ブドウの再利用
Riciclaggio dell'Uva

「ワインにまつわるお話」へ

ブドウの再利用 グラッパ

2005年 8月

   ワインといえばブドウからできていますが、その後の残った搾りかすはどのように利用されているのでしょうか。ブドウの皮はグラッパに、種はオイルを造るのに使います。グラッパは寒い日に体を温めるために飲んだり、食後酒として親しまれています。名前の由来には二つの説があり一つは、ブドウの房を意味する「グラッポロ」という言葉からという説。もう一つは、ヴェネト州にあるバッサーノ デル グラッパという町の名前からついたという説です。イタリア特産の蒸留酒グラッパは、フランスのマール、スペインのアグアルディエンテなどの蒸留酒と同じ製法で、果皮を熱し、それを冷却によって液化してグラッパを得るというものです。

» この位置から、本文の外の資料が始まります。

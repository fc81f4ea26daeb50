// src/cli/reply.rs
// Reply generation, regeneration and history commands

use super::{AppContext, read_input};
use anyhow::{Result, anyhow, bail};
use nextmove::error::{countdown_secs, rate_limit_message};
use nextmove::reply::check_message;
use nextmove::{Outcome, ReplyRequest, ReplyResult, ReplySession, Style};
use tracing::info;

/// Pick the style for this request; an explicit one becomes the new preference
async fn resolve_style(ctx: &AppContext, label: Option<&str>) -> Result<Style> {
    match label {
        Some(label) => {
            let style = ctx.catalog.style(label).ok_or_else(|| {
                anyhow!("Unknown style '{}'. Options: {}", label.trim(), ctx.style_labels())
            })?;
            ctx.store.save_style(&style).await?;
            Ok(style)
        }
        None => Ok(ctx.store.load_style(&ctx.catalog).await),
    }
}

pub async fn run_reply(
    ctx: &AppContext,
    message: Option<String>,
    goal: Option<String>,
    style: Option<String>,
    json: bool,
) -> Result<()> {
    let raw = match message {
        Some(m) => m,
        None => read_input(None).await?,
    };
    let message = check_message(&raw).map_err(|issue| anyhow!("{}", issue))?;
    let style = resolve_style(ctx, style.as_deref()).await?;
    let request = ReplyRequest::new(message, goal.as_deref(), style)?;

    let session = ReplySession::new(ctx.client()?, ctx.store.clone(), ctx.catalog.clone());
    report(session.generate(request).await, json)
}

pub async fn run_regenerate(ctx: &AppContext, style: String, id: Option<String>, json: bool) -> Result<()> {
    let style = ctx
        .catalog
        .style(&style)
        .ok_or_else(|| anyhow!("Unknown style '{}'. Options: {}", style.trim(), ctx.style_labels()))?;

    let history = ctx.store.load_recent_replies().await;
    let entry = match id.as_deref() {
        Some(id) => history
            .into_iter()
            .find(|r| r.id == id)
            .ok_or_else(|| anyhow!("No recent reply with id {}", id))?,
        None => history
            .into_iter()
            .next()
            .ok_or_else(|| anyhow!("Henüz bir cevap yok. Önce `nextmove reply` çalıştır."))?,
    };

    info!(id = %entry.id, from = %entry.style, to = %style, "Regenerating");
    let session = ReplySession::new(ctx.client()?, ctx.store.clone(), ctx.catalog.clone());
    session.select(entry).await;
    report(session.regenerate(style).await?, json)
}

pub async fn run_history(ctx: &AppContext, clear: bool, json: bool) -> Result<()> {
    if clear {
        ctx.store.clear_recent_replies().await?;
        println!("Recent replies cleared.");
        return Ok(());
    }

    let history = ctx.store.load_recent_replies().await;
    if json {
        println!("{}", serde_json::to_string_pretty(&history)?);
        return Ok(());
    }
    if history.is_empty() {
        println!("Henüz bir cevap yok.");
        return Ok(());
    }

    for (i, entry) in history.iter().enumerate() {
        let when = entry.generated_at.with_timezone(&chrono::Local).format("%Y-%m-%d %H:%M");
        println!("{}. [{}] {} ({})", i + 1, entry.style, preview(&entry.message, 60), when);
        println!("   → {}", entry.result.best_reply);
        println!("   id: {}", entry.id);
    }
    Ok(())
}

fn report(outcome: Outcome, json: bool) -> Result<()> {
    match outcome {
        Outcome::Applied(entry) => print_entry(&entry, json),
        Outcome::Failed(err) => bail!("{}", err.message()),
        Outcome::Throttled(remaining) => bail!("{}", rate_limit_message(countdown_secs(remaining))),
        // a one-shot command never issues a second request
        Outcome::Superseded => Ok(()),
    }
}

fn print_entry(entry: &ReplyResult, json: bool) -> Result<()> {
    if json {
        println!("{}", serde_json::to_string_pretty(entry)?);
        return Ok(());
    }

    let result = &entry.result;
    println!("En iyi cevap ({}):", entry.style);
    println!("  {}", result.best_reply);
    println!();
    println!("Alternatifler:");
    for (i, alt) in result.alternatives.iter().enumerate() {
        println!("  {}. {}", i + 1, alt);
    }
    if let Some(explanation) = &result.explanation {
        println!();
        println!("Neden: {}", explanation);
    }
    if let Some(follow_up) = &result.follow_up {
        println!("Sonra: {}", follow_up);
    }
    println!();
    println!("id: {}", entry.id);
    Ok(())
}

fn preview(text: &str, max_chars: usize) -> String {
    let single_line = text.split_whitespace().collect::<Vec<_>>().join(" ");
    if single_line.chars().count() <= max_chars {
        single_line
    } else {
        let cut: String = single_line.chars().take(max_chars).collect();
        format!("{}…", cut.trim_end())
    }
}

#[cfg(test)]
mod tests {
    use super::*;

    #[test]
    fn test_preview_flattens_and_cuts() {
        assert_eq!(preview("Selam\nnaber", 60), "Selam naber");
        assert_eq!(preview("çok uzun bir mesaj", 8), "çok uzun…");
    }
}
// src/cli/mod.rs
// CLI module for NextMove commands

use anyhow::{Context, Result, bail};
use clap::{Parser, Subcommand};
use nextmove::config::{EnvConfig, FileConfig};
use nextmove::{Catalog, PreferenceStore, ReplyClient};
use std::path::PathBuf;
use tokio::io::AsyncReadExt;

pub mod analyze;
pub mod check;
pub mod prefs;
pub mod reply;

pub use analyze::{run_analyze, run_suggest};
pub use check::run_config_check;
pub use prefs::{run_character, run_style};
pub use reply::{run_history, run_regenerate, run_reply};

#[derive(Parser)]
#[command(name = "nextmove")]
#[command(about = "Reply suggestions for the message you just got")]
#[command(version)]
pub struct Cli {
    /// Log progress to stderr (repeat for debug output)
    #[arg(short, long, global = true, action = clap::ArgAction::Count)]
    pub verbose: u8,

    #[command(subcommand)]
    pub command: Commands,
}

#[derive(Subcommand)]
pub enum Commands {
    /// Suggest replies to an incoming message
    Reply {
        /// The message you received (read from stdin when omitted)
        #[arg(index = 1)]
        message: Option<String>,

        /// What you want out of the conversation
        #[arg(short, long)]
        goal: Option<String>,

        /// Reply style (saved as your preference)
        #[arg(short, long)]
        style: Option<String>,

        /// Print the history entry as JSON
        #[arg(long)]
        json: bool,
    },

    /// Generate the last reply again in another style
    Regenerate {
        /// Style to use
        #[arg(short, long)]
        style: String,

        /// History entry to regenerate (default: most recent)
        #[arg(long)]
        id: Option<String>,

        /// Print the history entry as JSON
        #[arg(long)]
        json: bool,
    },

    /// Show recent replies, newest first
    History {
        /// Forget all recent replies
        #[arg(long)]
        clear: bool,

        /// Print as JSON
        #[arg(long)]
        json: bool,
    },

    /// Show or change the preferred reply style
    Style {
        #[command(subcommand)]
        action: StyleAction,
    },

    /// Show or change the character profile of the other person
    Character {
        #[command(subcommand)]
        action: CharacterAction,
    },

    /// Read a whole conversation and estimate interest
    Analyze {
        /// Conversation transcript (read from stdin when omitted)
        #[arg(short, long)]
        file: Option<PathBuf>,

        /// Character profile (default: saved preference)
        #[arg(short, long)]
        character: Option<String>,
    },

    /// Suggest a single next message for a conversation
    Suggest {
        /// Conversation transcript (read from stdin when omitted)
        #[arg(short, long)]
        file: Option<PathBuf>,

        /// Character profile (default: saved preference)
        #[arg(short, long)]
        character: Option<String>,

        /// Tone: Dengeli, Daha Mesafeli or Daha Net
        #[arg(short, long)]
        tone: Option<String>,
    },

    /// Configuration commands
    Config {
        #[command(subcommand)]
        action: ConfigAction,
    },
}

#[derive(Subcommand)]
pub enum StyleAction {
    /// Print the current style
    Get,
    /// Save a new style
    Set { label: String },
    /// List the offered styles
    List,
}

#[derive(Subcommand)]
pub enum CharacterAction {
    /// Print the current character profile
    Get,
    /// Save a character profile by name
    Set { name: String },
    /// List the offered profiles
    List,
    /// Forget the saved profile
    Clear,
}

#[derive(Subcommand)]
pub enum ConfigAction {
    /// Validate environment and config file
    Check,
}

/// Everything a command needs, resolved once at startup
pub struct AppContext {
    pub env: EnvConfig,
    pub catalog: Catalog,
    pub store: PreferenceStore,
}

impl AppContext {
    pub fn load() -> Self {
        let env = EnvConfig::load();
        let catalog = FileConfig::load(&env.data_dir).catalog();
        let store = PreferenceStore::new(env.data_dir.clone());
        Self { env, catalog, store }
    }

    pub fn client(&self) -> Result<ReplyClient> {
        Ok(ReplyClient::new(&self.env.client_config())?)
    }

    pub fn style_labels(&self) -> String {
        self.catalog
            .styles()
            .iter()
            .map(|s| s.as_str())
            .collect::<Vec<_>>()
            .join(", ")
    }

    /// Explicit name, or the saved profile
    pub async fn resolve_character(&self, name: Option<&str>) -> Result<String> {
        match name {
            Some(name) => match self.catalog.character(name) {
                Some(profile) => Ok(profile.name.clone()),
                None => bail!("Unknown character '{}'. See `nextmove character list`.", name.trim()),
            },
            None => match self.store.load_character(&self.catalog).await {
                Some(profile) => Ok(profile.name),
                None => bail!("Önce bir karakter seç: `nextmove character set <isim>`"),
            },
        }
    }
}

/// Text from a file, an argument, or stdin
pub async fn read_input(file: Option<&PathBuf>) -> Result<String> {
    let text = match file {
        Some(path) => tokio::fs::read_to_string(path)
            .await
            .with_context(|| format!("Failed to read {}", path.display()))?,
        None => {
            let mut buf = String::new();
            tokio::io::stdin()
                .read_to_string(&mut buf)
                .await
                .context("Failed to read stdin")?;
            buf
        }
    };
    Ok(text)
}
// src/config/file.rs
// File-based configuration from ~/.nextmove/config.toml

use serde::Deserialize;
use std::path::{Path, PathBuf};
use tracing::{debug, warn};

use crate::catalog::{Catalog, CharacterProfile};

/// Top-level config structure
#[derive(Debug, Deserialize, Default)]
pub struct FileConfig {
    #[serde(default)]
    pub catalog: CatalogConfig,
}

/// Overrides for the option lists
#[derive(Debug, Deserialize, Default)]
pub struct CatalogConfig {
    #[serde(default)]
    pub styles: Vec<String>,
    pub default_style: Option<String>,
    #[serde(default)]
    pub characters: Vec<CharacterProfile>,
}

impl FileConfig {
    /// Load config from `<data_dir>/config.toml`
    pub fn load(data_dir: &Path) -> Self {
        let path = Self::config_path(data_dir);

        match std::fs::read_to_string(&path) {
            Ok(contents) => match toml::from_str(&contents) {
                Ok(config) => {
                    debug!(path = %path.display(), "Loaded config from file");
                    config
                }
                Err(e) => {
                    warn!(path = %path.display(), error = %e, "Failed to parse config file");
                    Self::default()
                }
            },
            Err(_) => {
                debug!(path = %path.display(), "Config file not found, using defaults");
                Self::default()
            }
        }
    }

    pub fn config_path(data_dir: &Path) -> PathBuf {
        data_dir.join("config.toml")
    }

    /// The catalog every consumer receives
    pub fn catalog(&self) -> Catalog {
        Catalog::new(
            self.catalog.styles.clone(),
            self.catalog.default_style.clone(),
            self.catalog.characters.clone(),
        )
    }
}

#[cfg(test)]
mod tests {
    use super::*;

    #[test]
    fn test_parse_config() {
        let toml = r#"
[catalog]
styles = ["Direct", "Playful"]
default_style = "Playful"

[[catalog.characters]]
name = "Calm"
description = "Takes it slow."
"#;
        let config: FileConfig = toml::from_str(toml).unwrap();
        let catalog = config.catalog();
        assert_eq!(catalog.styles().len(), 2);
        assert_eq!(catalog.default_style().as_str(), "Playful");
        assert_eq!(catalog.characters().len(), 1);
        assert_eq!(catalog.characters()[0].example, "");
    }

    #[test]
    fn test_parse_empty_config() {
        let config: FileConfig = toml::from_str("").unwrap();
        assert_eq!(config.catalog(), Catalog::default());
    }

    #[test]
    fn test_missing_file_uses_defaults() {
        let dir = tempfile::tempdir().unwrap();
        let config = FileConfig::load(dir.path());
        assert_eq!(config.catalog(), Catalog::default());
    }

    #[test]
    fn test_broken_file_uses_defaults() {
        let dir = tempfile::tempdir().unwrap();
        std::fs::write(FileConfig::config_path(dir.path()), "styles = [").unwrap();
        let config = FileConfig::load(dir.path());
        assert_eq!(config.catalog(), Catalog::default());
    }
}
// src/analysis.rs
// Payloads for the conversation analysis and message suggestion endpoints

use serde::{Deserialize, Serialize};
use std::fmt;

/// Where the other person's interest is heading
#[derive(Debug, Clone, Copy, PartialEq, Eq, Serialize, Deserialize)]
pub enum Trend {
    #[serde(rename = "Yükseliş")]
    Rising,
    #[serde(rename = "Düşüş")]
    Falling,
    #[serde(rename = "Stabil")]
    Stable,
}

impl fmt::Display for Trend {
    fn fmt(&self, f: &mut fmt::Formatter<'_>) -> fmt::Result {
        match self {
            Self::Rising => f.write_str("Yükseliş"),
            Self::Falling => f.write_str("Düşüş"),
            Self::Stable => f.write_str("Stabil"),
        }
    }
}

/// Tone requested for a single next-message suggestion
#[derive(Debug, Clone, Copy, PartialEq, Eq, Default, Serialize, Deserialize)]
pub enum Tone {
    #[default]
    #[serde(rename = "Dengeli")]
    Balanced,
    #[serde(rename = "Daha Mesafeli")]
    Distant,
    #[serde(rename = "Daha Net")]
    Clearer,
}

impl Tone {
    pub const ALL: [Tone; 3] = [Tone::Balanced, Tone::Distant, Tone::Clearer];

    pub fn label(&self) -> &'static str {
        match self {
            Self::Balanced => "Dengeli",
            Self::Distant => "Daha Mesafeli",
            Self::Clearer => "Daha Net",
        }
    }

    pub fn from_label(label: &str) -> Option<Self> {
        let label = label.trim();
        Self::ALL.into_iter().find(|t| t.label() == label)
    }
}

impl fmt::Display for Tone {
    fn fmt(&self, f: &mut fmt::Formatter<'_>) -> fmt::Result {
        f.write_str(self.label())
    }
}

#[derive(Debug, Clone, PartialEq, Eq, Serialize, Deserialize)]
#[serde(rename_all = "camelCase")]
pub struct Recommendation {
    pub timing: String,
    pub next_step: String,
    #[serde(default)]
    pub alternatives: Vec<String>,
}

#[derive(Debug, Clone, Default, PartialEq, Eq, Serialize, Deserialize)]
pub struct Flags {
    #[serde(default)]
    pub green: Vec<String>,
    #[serde(default)]
    pub red: Vec<String>,
}

/// Reading of a pasted conversation
#[derive(Debug, Clone, PartialEq, Serialize, Deserialize)]
#[serde(rename_all = "camelCase")]
pub struct AnalysisResult {
    pub interest_score: f64,
    pub trend: Trend,
    #[serde(default)]
    pub reasons: Vec<String>,
    pub detection: String,
    pub recommendation: Recommendation,
    #[serde(default)]
    pub flags: Flags,
}

#[derive(Debug, Clone, PartialEq, Eq, Serialize, Deserialize)]
pub struct MessageSuggestion {
    pub tone: Tone,
    pub message: String,
}

#[derive(Debug, Clone, Serialize)]
pub(crate) struct AnalyzePayload<'a> {
    pub character: &'a str,
    pub conversation: &'a str,
}

#[derive(Debug, Clone, Serialize)]
pub(crate) struct SuggestPayload<'a> {
    pub character: &'a str,
    pub tone: Tone,
    pub conversation: &'a str,
}

#[cfg(test)]
mod tests {
    use super::*;
    use serde_json::json;

    #[test]
    fn test_analysis_decodes_with_optional_lists_missing() {
        let analysis: AnalysisResult = serde_json::from_value(json!({
            "interestScore": 72,
            "trend": "Yükseliş",
            "detection": "Cevapları hızlanıyor.",
            "recommendation": {"timing": "Akşam", "nextStep": "Buluşma teklif et"}
        }))
        .unwrap();

        assert_eq!(analysis.trend, Trend::Rising);
        assert_eq!(analysis.interest_score, 72.0);
        assert!(analysis.reasons.is_empty());
        assert!(analysis.flags.green.is_empty());
        assert!(analysis.recommendation.alternatives.is_empty());
    }

    #[test]
    fn test_unknown_trend_is_rejected() {
        let result: Result<AnalysisResult, _> = serde_json::from_value(json!({
            "interestScore": 10,
            "trend": "Belirsiz",
            "detection": "",
            "recommendation": {"timing": "", "nextStep": ""}
        }));
        assert!(result.is_err());
    }

    #[test]
    fn test_tone_labels_round_trip_through_serde() {
        for tone in Tone::ALL {
            let value = serde_json::to_value(tone).unwrap();
            assert_eq!(value, json!(tone.label()));
            assert_eq!(Tone::from_label(tone.label()), Some(tone));
        }
        assert_eq!(Tone::from_label("Sert"), None);
    }

    #[test]
    fn test_suggest_payload_shape() {
        let payload = SuggestPayload {
            character: "Net & Direkt",
            tone: Tone::Distant,
            conversation: "A: selam",
        };
        assert_eq!(
            serde_json::to_value(payload).unwrap(),
            json!({"character": "Net & Direkt", "tone": "Daha Mesafeli", "conversation": "A: selam"})
        );
    }
}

ブドウの皮を入れる大きな鍋がカルダイアで、蒸留設備一式をアランビッコと言います。3つの製造方法がありますが一番普及しているのは蒸気式で、カルダイアに蒸気を送り込みその熱で温度を上げてアルコールを蒸発させるやり方です。グラッパの歴史は10世紀頃まで遡ります。その頃、上流社会ではワインやブランデーが主流で、グラッパは搾りかすで造った一番安上がりで手っ取り早く酔える酒の代表として農民たちに親しまれていました。荷車に手製の蒸留器を乗せて、ブドウの搾りかすからグラッパをつくるべく家々を回る光景も村ではよく見られたそうです。品質に対してのこだわりは長い間ありませんでしたが、最近では品種の個性を味わいに出すために単一種のブドウから蒸留されるものもあります。ほとんどのグラッパは透明な「グラッパ ビアンカ」ですが、オークやサクラ、アカシアなどの木樽で熟成させ、香りや味わいに複雑味を加えた琥珀色のグラッパも増えてきています。そして高級レストランや、各地の店頭に高級品として置かれるようになり、その個性豊な味と香りを味わう事ができるようになりました。今では人に感動を与える、高額な最上級グラッパも愛好家の間で取り引きされています。わずか20年間に、安酒の代名詞だったグラッパが一気にスターへの階段を駆け上がり、今や高級品となってしまいました。もちろんその背景には各蒸留所が品質へのこだわりと、創意工夫をこらした蒸留方法があったのです。

ブドウの再利用 グレープシードオイル

2005年 3月

   最近グレープシードオイルが話題になっており、よく耳にするようになりました。健康に良いものだとは聞いても情報が少なく限られたものでした。そこで今回はブドウの有効な再利用ということで、このオイルを調べてみました。グレープシードオイルはここ最近まで歴史の表舞台に出てきませんでしたが、古くから存在していたようです。初めての記述があるのは、1596年に神聖ローマ帝国の皇帝であるマキシミリアン2世がこのオイルを大変重要視し、オイルの生産事業を独占しました。イタリアで生産され当時は大変高価なものであったようです。生産が困難なこともありその後造られなくなりましたが、世界大戦中に他の食用油の不足によりヨーロッパ内で再度需要が高まりました。それでも知る人ぞ知るもので一般的なものでは有りませんでした。この近年の人気はアメリカの有名シェフによるグレープシードオイルを使った独創的な料理を本で紹介したこと、そして地中海式ダイエットをきっかけにブドウの持つポリフェノールの作用が一般に知れ渡ったことが原因となりました。グレープシードオイルはワインを作るときに得られる副産物で、イタリアで最も生産されその他のワインの産地でも生産されています。ブドウの種子には5〜12%のオイルが含まれ、グレープシードオイルは乾燥させたブドウの種子を圧搾して精製したものです。100mlのオイルを作るには、100kgものブドウ種子が使われます。ただ作るのに量が少なく手間隙がかかりますが、原料は今まで肥料としてブドウ畑にまくなど、特に再利用で有効に使えなかったもので、新たな耕作地や作物も必要がないため、環境にやさしい産物だと見られています。ヨーロッパでは古くからサラダ油や揚げ物油などに利用されていたほか、フランスでも昔から高級料理に使われていました。現在では化粧品としても利用されています。グレープシードオイルは酸化しないオレイン酸を多く含んでいますがコレステロールが無く、ビタミンEの含有量も30%とオリーヴオイルの倍以上になります。まだまだ高価なオイルですが健康志向の現代ではこれからも人気が出てくると思われます。